The barricades went up in Salamanca on December 30. In this city where Franco set up his first military headquarters, Spain's Civil War is again being revived, though instead of Toledo or Teruel, the struggle now is over several hundred cartons of documents. Like thousands of other archival containers in Salamanca's renovated palacio, the boxes are stuffed with papers detailing the activities of leftist political parties and individual Republican supporters--information collected (some would say "stolen") by Franco's troops and deposited in what today is the country's official Civil War archive. But these boxes are a bit different from the rest, for their contents were taken from the famously independent province of Catalonia, and the Catalans want them back.
Salamanca's mayor, aggressively supported by the opposition Popular Party (PP), refuses to consider the request--despite the recommendation last year from Prime Minister José Luis Rodríguez Zapatero's appointed commission of academic, legal and archival experts that the documents be returned--and he vows that the papers will never leave his city. Although the mayor asserts that the metal fences were erected in order to perform renovations on the building, the barricades went up around the archive the day after the commission announced its findings.
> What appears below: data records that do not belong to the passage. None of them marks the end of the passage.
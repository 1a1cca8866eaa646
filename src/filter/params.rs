/// Query-string parameters of a listing request, in arrival order.
///
/// Repeated keys resolve to their last occurrence, so `?sort=a&sort=b` sorts by `b`.
#[derive(Debug, Clone, Default)]
pub struct QueryParams {
    pairs: Vec<(String, String)>,
}

impl QueryParams {
    /// Keys consumed by the pipeline itself; never treated as filters.
    pub const RESERVED: [&'static str; 4] = ["page", "sort", "limit", "fields"];

    pub fn from_pairs<K, V>(pairs: impl IntoIterator<Item = (K, V)>) -> Self
    where
        K: Into<String>,
        V: Into<String>,
    {
        Self {
            pairs: pairs.into_iter().map(|(k, v)| (k.into(), v.into())).collect(),
        }
    }

    pub fn is_reserved(key: &str) -> bool {
        Self::RESERVED.contains(&key)
    }

    pub fn get(&self, key: &str) -> Option<&str> {
        self.pairs
            .iter()
            .rev()
            .find(|(k, _)| k == key)
            .map(|(_, v)| v.as_str())
    }

    /// Non-reserved pairs, first-seen key order, last value per key.
    pub fn filter_pairs(&self) -> Vec<(&str, &str)> {
        let mut out: Vec<(&str, &str)> = Vec::new();
        for (key, value) in &self.pairs {
            if Self::is_reserved(key) {
                continue;
            }
            match out.iter_mut().find(|(k, _)| *k == key.as_str()) {
                Some(slot) => slot.1 = value.as_str(),
                None => out.push((key.as_str(), value.as_str())),
            }
        }
        out
    }

    /// Positive integer value of `key` that fits a signed 64-bit column.
    /// Anything else counts as absent.
    pub fn positive(&self, key: &str) -> Option<u64> {
        self.get(key)
            .and_then(|v| v.trim().parse::<i64>().ok())
            .filter(|n| *n > 0)
            .map(|n| n as u64)
    }

    /// Sort label reported back in listing metadata.
    pub fn sort_label(&self) -> String {
        self.get("sort")
            .filter(|s| !s.trim().is_empty())
            .unwrap_or(super::features::DEFAULT_SORT_FIELD)
            .to_string()
    }
}
use chrono::{Duration, Utc};
use jsonwebtoken::{decode, encode, DecodingKey, EncodingKey, Header, Validation};
use serde::{Deserialize, Serialize};
use serde_json::Value;
use thiserror::Error;

use crate::config::SecurityConfig;
use crate::database::store::{Document, ID_FIELD};

#[derive(Debug, Serialize, Deserialize)]
pub struct Claims {
    pub id: String,
    pub iat: i64,
    pub exp: i64,
}

impl Claims {
    pub fn new(id: impl Into<String>, expiry_hours: u64) -> Self {
        let now = Utc::now();
        let exp = (now + Duration::hours(expiry_hours as i64)).timestamp();
        Self { id: id.into(), iat: now.timestamp(), exp }
    }
}

#[derive(Debug, Error)]
pub enum AuthError {
    #[error("Invalid JWT secret")]
    InvalidSecret,

    #[error("JWT generation error: {0}")]
    TokenGeneration(String),

    #[error("Invalid JWT token: {0}")]
    InvalidToken(String),

    #[error("Password hashing error: {0}")]
    Hashing(String),
}

pub fn generate_token(security: &SecurityConfig, id: &str) -> Result<String, AuthError> {
    if security.jwt_secret.is_empty() {
        return Err(AuthError::InvalidSecret);
    }
    let claims = Claims::new(id, security.jwt_expiry_hours);
    let encoding_key = EncodingKey::from_secret(security.jwt_secret.as_bytes());
    encode(&Header::default(), &claims, &encoding_key).map_err(|e| AuthError::TokenGeneration(e.to_string()))
}

/// Check signature and expiry, returning the claims.
pub fn verify_token(security: &SecurityConfig, token: &str) -> Result<Claims, AuthError> {
    if security.jwt_secret.is_empty() {
        return Err(AuthError::InvalidSecret);
    }
    let decoding_key = DecodingKey::from_secret(security.jwt_secret.as_bytes());
    decode::<Claims>(token, &decoding_key, &Validation::default())
        .map(|data| data.claims)
        .map_err(|e| AuthError::InvalidToken(e.to_string()))
}

/// bcrypt is CPU bound, so hashing runs on the blocking pool.
pub async fn hash_password(password: String, cost: u32) -> Result<String, AuthError> {
    tokio::task::spawn_blocking(move || bcrypt::hash(password, cost))
        .await
        .map_err(|e| AuthError::Hashing(e.to_string()))?
        .map_err(|e| AuthError::Hashing(e.to_string()))
}

pub async fn verify_password(password: String, hash: String) -> Result<bool, AuthError> {
    tokio::task::spawn_blocking(move || bcrypt::verify(password, &hash))
        .await
        .map_err(|e| AuthError::Hashing(e.to_string()))?
        .map_err(|e| AuthError::Hashing(e.to_string()))
}

#[derive(Debug, Clone, Copy, PartialEq, Eq, Serialize, Deserialize)]
#[serde(rename_all = "UPPERCASE")]
pub enum Rol {
    Admin,
    User,
}

impl Rol {
    pub const ALL: &'static [Rol] = &[Rol::Admin, Rol::User];
    pub const ADMIN_ONLY: &'static [Rol] = &[Rol::Admin];

    pub fn parse(value: &str) -> Option<Self> {
        match value {
            "ADMIN" => Some(Rol::Admin),
            "USER" => Some(Rol::User),
            _ => None,
        }
    }

    pub fn as_str(&self) -> &'static str {
        match self {
            Rol::Admin => "ADMIN",
            Rol::User => "USER",
        }
    }
}

/// The authenticated user behind a request.
#[derive(Debug, Clone, Serialize)]
pub struct Principal {
    pub id: String,
    pub nombre: String,
    pub email: String,
    pub rol: Rol,
}

impl Principal {
    /// Build from a stored user document; `None` when it lacks an id or a known role.
    pub fn from_document(document: &Document) -> Option<Self> {
        let text = |key: &str| document.get(key).and_then(Value::as_str).map(str::to_string);
        Some(Self {
            id: text(ID_FIELD)?,
            nombre: text("nombre").unwrap_or_default(),
            email: text("email").unwrap_or_default(),
            rol: text("rol").as_deref().and_then(Rol::parse)?,
        })
    }

    pub fn has_role(&self, allowed: &[Rol]) -> bool {
        allowed.contains(&self.rol)
    }
}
For nearly seventy years, Spain has suffered a peculiar version of the eternal return, as its Civil War, finished on the battlefield in April 1939, periodically erupts to be fought again on new fronts--without bloodshed, perhaps, but still with great anguish. After Franco's regime spent decades enforcing a national amnesia about what happened between 1936 and 1939 and in the years of dictatorship that followed, a public wish to confront Spain's recent history is now awakening with a fury. Indeed, the so-called Pact of Silence, which effectively curbed open discussion of the past in order to secure the country's move toward democracy, has over the past few years given way to a chorus of demands to confront that past. The archive debate--which provokes anxieties both about how Franco repressed all Catalan forms of expression and about the broader legacy of his dictatorship--has become one more arena in which to reignite the war.